Wie Bild 3 zeigt, kommen weitere Tiere hinzu: Unter der Goldfliege ist noch der sogenannte Schwarze Aaskäfer zu sehen, ca. 15 mm lang und ganz schwarz gefärbt. Manche Aaskäfer, z.B. der Schwarzhörniger Totengräber, den ich in diesem Blog schon vorgestellt habe, besitzen rote oder orange Flecken.
Am selben Tag, siehe Bild 4 und 5 vom 6. August, waren Asseln, die a) keine Insekten sind, sondern ursprünglich aus dem Meer stammen und zur Klasse der Krebse oder Krustentiere gehören, b) eigentlich vornehmlich pflanzliche Reste verzehren, aber auch vor Aas nicht haltmachen. Da sie ihre Verdauung die Nahrung nur unvollständig verarbeiten können, fressen Asseln nach der Ausscheidung ihren eigenen Kot, um weitere Nährstoffe zu verwerten.
Interessanter Nebenaspekt: Die Asseln fressen hier mit am Kadaver der Maus, die eigentlich selbst gern Asseln verzehrt…
Der Prozess der Tierzersetzung besteht vornehmlich aus drei Phasen: der Autolyse, der Fäulnis und der Verwesung. Autolyse ist eine Art Selbstauflösung: Das Tier stirbt, die Körperzellen sterben ab und werden durch gewebeeigene Enzyme aufgelöst. An der zersetzenden Fäulnis sind dann schon Mikroorganismen beteiligt, vornehmlich Bakterien, an der Verwesung „arbeiten“ auch höhere Organismen mit: Käfer, Ameisen und ihre Larven.

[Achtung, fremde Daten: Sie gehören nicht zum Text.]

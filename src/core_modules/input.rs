// THEORY:
// The `input` module is the plumbing in front of the loader: it pulls the whole
// encoded file into memory so the pipeline only ever deals with a byte slice.
// Each way this can go wrong maps onto its own error (and so its own exit code
// in the command-line front end): the file cannot be opened, the read buffer
// cannot be allocated, or the file yields fewer bytes than its length.

use crate::error::PipelineError;
use std::fs::File;
use std::io::Read;
use std::path::Path;

/// Reads the complete contents of an image file.
pub fn read_image_file(path: &Path) -> Result<Vec<u8>, PipelineError> {
    let file = File::open(path).map_err(|source| PipelineError::Open {
        path: path.to_path_buf(),
        source,
    })?;
    let expected = file.metadata()?.len() as usize;
    read_exact_len(file, expected)
}

/// Reads exactly `expected` bytes from `reader` into a freshly reserved buffer.
pub fn read_exact_len<R: Read>(reader: R, expected: usize) -> Result<Vec<u8>, PipelineError> {
    let mut buffer = Vec::new();
    buffer
        .try_reserve_exact(expected)
        .map_err(|e| PipelineError::allocation::<u8>(expected, e))?;

    let actual = reader.take(expected as u64).read_to_end(&mut buffer)?;
    if actual != expected {
        return Err(PipelineError::ShortRead { expected, actual });
    }
    tracing::debug!(bytes = actual, "input buffer loaded");
    Ok(buffer)
}

#[cfg(test)]
mod tests {
    use super::*;
    use std::io::Write;

    #[test]
    fn missing_file_is_an_open_error() {
        let dir = tempfile::tempdir().unwrap();
        let err = read_image_file(&dir.path().join("plate.jpg")).unwrap_err();
        assert!(matches!(err, PipelineError::Open { .. }));
        assert_eq!(err.exit_code(), 1);
    }

    #[test]
    fn reads_whole_file() {
        let mut file = tempfile::NamedTempFile::new().unwrap();
        file.write_all(b"\x89PNG not really").unwrap();
        let bytes = read_image_file(file.path()).unwrap();
        assert_eq!(bytes, b"\x89PNG not really");
    }

    #[test]
    fn truncated_source_is_a_short_read() {
        let err = read_exact_len(&b"abc"[..], 10).unwrap_err();
        assert!(matches!(err, PipelineError::ShortRead { expected: 10, actual: 3 }));
        assert_eq!(err.exit_code(), 3);
    }

    #[test]
    fn impossible_reservation_is_an_allocation_error() {
        let err = read_exact_len(&b""[..], usize::MAX).unwrap_err();
        assert!(matches!(err, PipelineError::Allocation { .. }));
        assert_eq!(err.exit_code(), 2);
    }
}
// THEORY:
// The `pipeline` module is the top-level API of the detection engine. It chains
// the five stages into a single call: bytes in, candidate plate boxes out.
//
// Stage order is fixed and strictly downstream:
//   Loader -> Binarizer -> EdgeDetector -> Dilator -> BlobExtractor
// Every stage takes ownership of the previous stage's raster and returns a new
// one, so each intermediate buffer is released as soon as the next exists. The
// first stage that fails stops the whole call; no partial box list is returned.
//
// A `DetectionPipeline` is immutable once built. It can be shared between
// threads and used for any number of independent calls.

use crate::core_modules::binarizer::{self, DEFAULT_THRESHOLD};
use crate::core_modules::blob_extractor::blob_extractor;
use crate::core_modules::dilator::{self, DEFAULT_ITERATIONS};
use crate::core_modules::edge_detector::{self, CannyConfig};
use crate::core_modules::loader::{ImageLoader, Loader};
use crate::core_modules::raster::Raster;
use crate::error::PipelineError;
use serde::{Deserialize, Serialize};
use std::path::Path;
use std::time::Instant;

// Re-export key data structures for the public API.
pub use crate::core_modules::bounding_box::{BoundingBox, BoxList};
pub use crate::core_modules::region_filter::{AcceptAll, PlateSizeFilter, RegionFilter, RejectAll};

/// Configuration for the DetectionPipeline, allowing for tunable behavior.
#[derive(Debug, Clone, PartialEq, Serialize, Deserialize)]
#[serde(default)]
pub struct PipelineConfig {
    /// Binarization threshold in (0, 1); intensities strictly above it are on.
    pub threshold: f32,
    pub canny: CannyConfig,
    /// Number of 3x3 dilation passes used to fuse edge fragments.
    pub dilation_iterations: u32,
    /// Size window applied by `detect_plates`.
    pub plate_filter: PlateSizeFilter,
}

impl Default for PipelineConfig {
    fn default() -> Self {
        Self {
            threshold: DEFAULT_THRESHOLD,
            canny: CannyConfig::default(),
            dilation_iterations: DEFAULT_ITERATIONS,
            plate_filter: PlateSizeFilter::default(),
        }
    }
}

impl PipelineConfig {
    /// Loads a JSON configuration; fields missing from the file keep their defaults.
    pub fn from_json_file(path: &Path) -> Result<Self, PipelineError> {
        let text = std::fs::read_to_string(path).map_err(|e| {
            PipelineError::InvalidConfig(format!("cannot read {}: {e}", path.display()))
        })?;
        let config: PipelineConfig = serde_json::from_str(&text)?;
        config.validate()?;
        Ok(config)
    }

    pub fn validate(&self) -> Result<(), PipelineError> {
        binarizer::validate_threshold(self.threshold)?;
        self.canny.validate()
    }
}

/// Every intermediate raster of one detection call, for inspection.
#[derive(Debug, Clone)]
pub struct StagedDetection {
    pub binary: Raster,
    pub edges: Raster,
    pub dilated: Raster,
    pub boxes: BoxList,
}

/// The main, top-level struct for the detection engine.
#[derive(Debug, Clone)]
pub struct DetectionPipeline<L: Loader = ImageLoader> {
    loader: L,
    config: PipelineConfig,
}

impl DetectionPipeline<ImageLoader> {
    pub fn new(config: PipelineConfig) -> Result<Self, PipelineError> {
        Self::with_loader(config, ImageLoader)
    }
}

impl<L: Loader> DetectionPipeline<L> {
    pub fn with_loader(config: PipelineConfig, loader: L) -> Result<Self, PipelineError> {
        if let Err(err) = config.validate() {
            tracing::warn!(%err, "rejecting pipeline configuration");
            return Err(err);
        }
        Ok(Self { loader, config })
    }

    pub fn config(&self) -> &PipelineConfig {
        &self.config
    }

    /// Decodes `bytes` and runs every stage, keeping boxes accepted by `filter`.
    pub fn detect<F>(&self, bytes: &[u8], filter: &F) -> Result<BoxList, PipelineError>
    where
        F: RegionFilter + ?Sized,
    {
        let gray = self.load(bytes)?;
        self.detect_raster(gray, filter)
    }

    /// Runs the pipeline with the configured plate-size filter.
    pub fn detect_plates(&self, bytes: &[u8]) -> Result<BoxList, PipelineError> {
        self.detect(bytes, &self.config.plate_filter)
    }

    /// Runs every stage after the loader on an already decoded grayscale raster.
    pub fn detect_raster<F>(&self, gray: Raster, filter: &F) -> Result<BoxList, PipelineError>
    where
        F: RegionFilter + ?Sized,
    {
        let binary = self.binarize(gray)?;
        let edges = self.detect_edges(binary)?;
        let dilated = self.dilate(edges)?;
        self.extract(&dilated, filter)
    }

    /// Like `detect`, but keeps a copy of each intermediate raster.
    pub fn detect_staged<F>(&self, bytes: &[u8], filter: &F) -> Result<StagedDetection, PipelineError>
    where
        F: RegionFilter + ?Sized,
    {
        let gray = self.load(bytes)?;
        let binary = self.binarize(gray)?;
        let edges = self.detect_edges(binary.clone())?;
        let dilated = self.dilate(edges.clone())?;
        let boxes = self.extract(&dilated, filter)?;
        Ok(StagedDetection {
            binary,
            edges,
            dilated,
            boxes,
        })
    }

    fn load(&self, bytes: &[u8]) -> Result<Raster, PipelineError> {
        let started = Instant::now();
        let gray = self.loader.load(bytes)?;
        tracing::debug!(
            width = gray.width(),
            height = gray.height(),
            elapsed_us = started.elapsed().as_micros() as u64,
            "loaded"
        );
        Ok(gray)
    }

    fn binarize(&self, gray: Raster) -> Result<Raster, PipelineError> {
        let started = Instant::now();
        let binary = binarizer::binarize(gray, self.config.threshold)?;
        tracing::debug!(elapsed_us = started.elapsed().as_micros() as u64, "binarized");
        Ok(binary)
    }

    fn detect_edges(&self, binary: Raster) -> Result<Raster, PipelineError> {
        let started = Instant::now();
        let edges = edge_detector::detect_edges(binary, &self.config.canny)?;
        tracing::debug!(
            edge_pixels = edges.count_on(),
            elapsed_us = started.elapsed().as_micros() as u64,
            "edges detected"
        );
        Ok(edges)
    }

    fn dilate(&self, edges: Raster) -> Result<Raster, PipelineError> {
        let started = Instant::now();
        let dilated = dilator::dilate(edges, self.config.dilation_iterations)?;
        tracing::debug!(
            iterations = self.config.dilation_iterations,
            elapsed_us = started.elapsed().as_micros() as u64,
            "dilated"
        );
        Ok(dilated)
    }

    fn extract<F>(&self, dilated: &Raster, filter: &F) -> Result<BoxList, PipelineError>
    where
        F: RegionFilter + ?Sized,
    {
        tracing::debug!("performing blob detection");
        let boxes = blob_extractor::find_blobs(dilated, filter)?;
        tracing::info!(candidates = boxes.len(), "blob detection complete");
        Ok(boxes)
    }
}
use thiserror::Error;

#[derive(Debug, Error)]
pub enum StudioError {
    #[error("Prompt is required")]
    MissingPrompt,
    #[error("API Key is required.")]
    MissingApiKey,
    #[error("Invalid filename")]
    InvalidFilename,
    #[error("File not found")]
    NotFound,
    #[error("No image generated")]
    NoImageGenerated,
    #[error("Configuration error: {0}")]
    ConfigError(String),
    #[error("{0}")]
    RequestError(String),
    /// Upstream failures are surfaced verbatim.
    #[error("{0}")]
    UpstreamError(String),
    #[error("Image error: {0}")]
    ImageError(String),
    #[error("IO error: {0}")]
    IoError(String),
    #[error("Serialization error: {0}")]
    SerializationError(String),
    #[error("Internal error: {0}")]
    InternalError(String),
}

impl From<std::io::Error> for StudioError {
    fn from(err: std::io::Error) -> Self {
        StudioError::IoError(err.to_string())
    }
}

pub type Result<T> = std::result::Result<T, StudioError>;
use serde::{Deserialize, Serialize};

use super::reference::{ReferenceImage, ReferenceItem, ReferenceWarning};
use super::gallery::StoredArtifact;

/// Aspect ratio recorded when the caller leaves the choice to the model.
pub const AUTO_ASPECT_RATIO: &str = "Auto";
pub const DEFAULT_RESOLUTION: &str = "2K";

/// A validated `/generate` request.
#[derive(Debug, Clone)]
pub struct GenerationRequest {
    pub prompt: String,
    pub aspect_ratio: Option<String>,
    pub resolution: String,
    pub api_key: String,
    /// References in declared order, not yet read or decoded.
    pub reference_items: Vec<ReferenceItem>,
    /// Problems found while pairing slots with uploads, before resolution.
    pub reference_warnings: Vec<ReferenceWarning>,
}

impl GenerationRequest {
    pub fn image_config(&self) -> ImageConfig {
        ImageConfig::new(&self.resolution, self.aspect_ratio.as_deref())
    }

    /// Metadata stored with the artifact. `reference_images` holds the
    /// canonical URLs, foreign ones included.
    pub fn metadata(&self, reference_images: Vec<String>) -> GenerationMetadata {
        GenerationMetadata {
            prompt: self.prompt.clone(),
            aspect_ratio: self
                .aspect_ratio
                .clone()
                .unwrap_or_else(|| AUTO_ASPECT_RATIO.to_string()),
            resolution: self.resolution.clone(),
            reference_images,
        }
    }
}

/// Image options forwarded to the generation call.
#[derive(Debug, Clone, PartialEq, Eq)]
pub struct ImageConfig {
    pub image_size: String,
    /// `None` when the caller asked for "Auto".
    pub aspect_ratio: Option<String>,
}

impl ImageConfig {
    pub fn new(resolution: &str, aspect_ratio: Option<&str>) -> Self {
        let aspect_ratio = aspect_ratio
            .map(str::trim)
            .filter(|ratio| !ratio.is_empty() && !ratio.eq_ignore_ascii_case(AUTO_ASPECT_RATIO))
            .map(str::to_string);

        Self {
            image_size: resolution.to_string(),
            aspect_ratio,
        }
    }
}

/// Prompt plus decoded references, in the order they are sent upstream.
#[derive(Debug, Clone)]
pub struct ResolvedContent {
    pub prompt: String,
    pub images: Vec<ReferenceImage>,
}

/// Everything one upstream generation needs.
#[derive(Debug, Clone)]
pub struct GenerationCall {
    pub model: String,
    pub content: ResolvedContent,
    pub image_config: ImageConfig,
    pub api_key: String,
}

/// The first inline image returned upstream, already base64-decoded.
#[derive(Debug, Clone)]
pub struct GeneratedImage {
    pub bytes: Vec<u8>,
    /// MIME type reported by the upstream, if any.
    pub mime_type: Option<String>,
}

/// Generation settings embedded in every stored PNG.
#[derive(Debug, Clone, PartialEq, Eq, Serialize, Deserialize)]
pub struct GenerationMetadata {
    pub prompt: String,
    pub aspect_ratio: String,
    pub resolution: String,
    pub reference_images: Vec<String>,
}

/// Result of a successful generation.
#[derive(Debug, Clone)]
pub struct GenerationOutcome {
    /// URL of the stored artifact.
    pub image: String,
    /// Base64 of the stored PNG, metadata chunk included.
    pub image_data: String,
    pub metadata: GenerationMetadata,
    pub artifact: StoredArtifact,
    /// References skipped or recorded without being attached.
    pub warnings: Vec<ReferenceWarning>,
}

/// JSON body of a successful `/generate`.
#[derive(Debug, Serialize)]
pub struct GenerateResponse {
    pub image: String,
    pub image_data: String,
    pub metadata: GenerationMetadata,
}

impl From<GenerationOutcome> for GenerateResponse {
    fn from(outcome: GenerationOutcome) -> Self {
        Self {
            image: outcome.image,
            image_data: outcome.image_data,
            metadata: outcome.metadata,
        }
    }
}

Bild 6 vom 7. August zeigt die Maus mit nur noch Haut, Haaren und Knochen. Am 12. August (s. Bild 7) hatte es stark geregnet und zehn Tage später, auf den Bildern 8 und 9, sind schließlich fast nur noch die Knochen der Maus zu sehen. Bis diese zersetzt sind, dauert es länger. Ein starker Regen mit viel Wind an den Tagen danach hat die kleinen Knochen und damit die letzten sichtbaren Reste der kleinen Maus hinweggespült und -geweht.
Benutzte Literatur:
- Sylvaine von Liebe und Herbert Hackl: Kadaverforschung: Warum tote Tiere für die Natur wichtig sind. Online auf den Seiten des Bayerischen Rundfunks unter: https://www.br.de/nachrichten/wissen/kadaverforschung-warum-tote-tiere-fuer-die-natur-wichtig-sind,SCitwPa (vom 10.10.2020, abgerufen am 12.01.2024).
- Nadja Podbregar: Tote Tiere sind wichtig fürs Ökosystem – auch bei uns. Online auf den Seiten von natur.de unter: https://www.wissenschaft.de/erde-umwelt/tote-tiere-sind-wichtig-fuers-oekosystem-auch-bei-uns/ (vom 24.01.2020, abgerufen am 12.01.2024).
- Bernhard Klausnitzer: Wunderwelt der Käfer. 3. Auflage. Berlin 2019.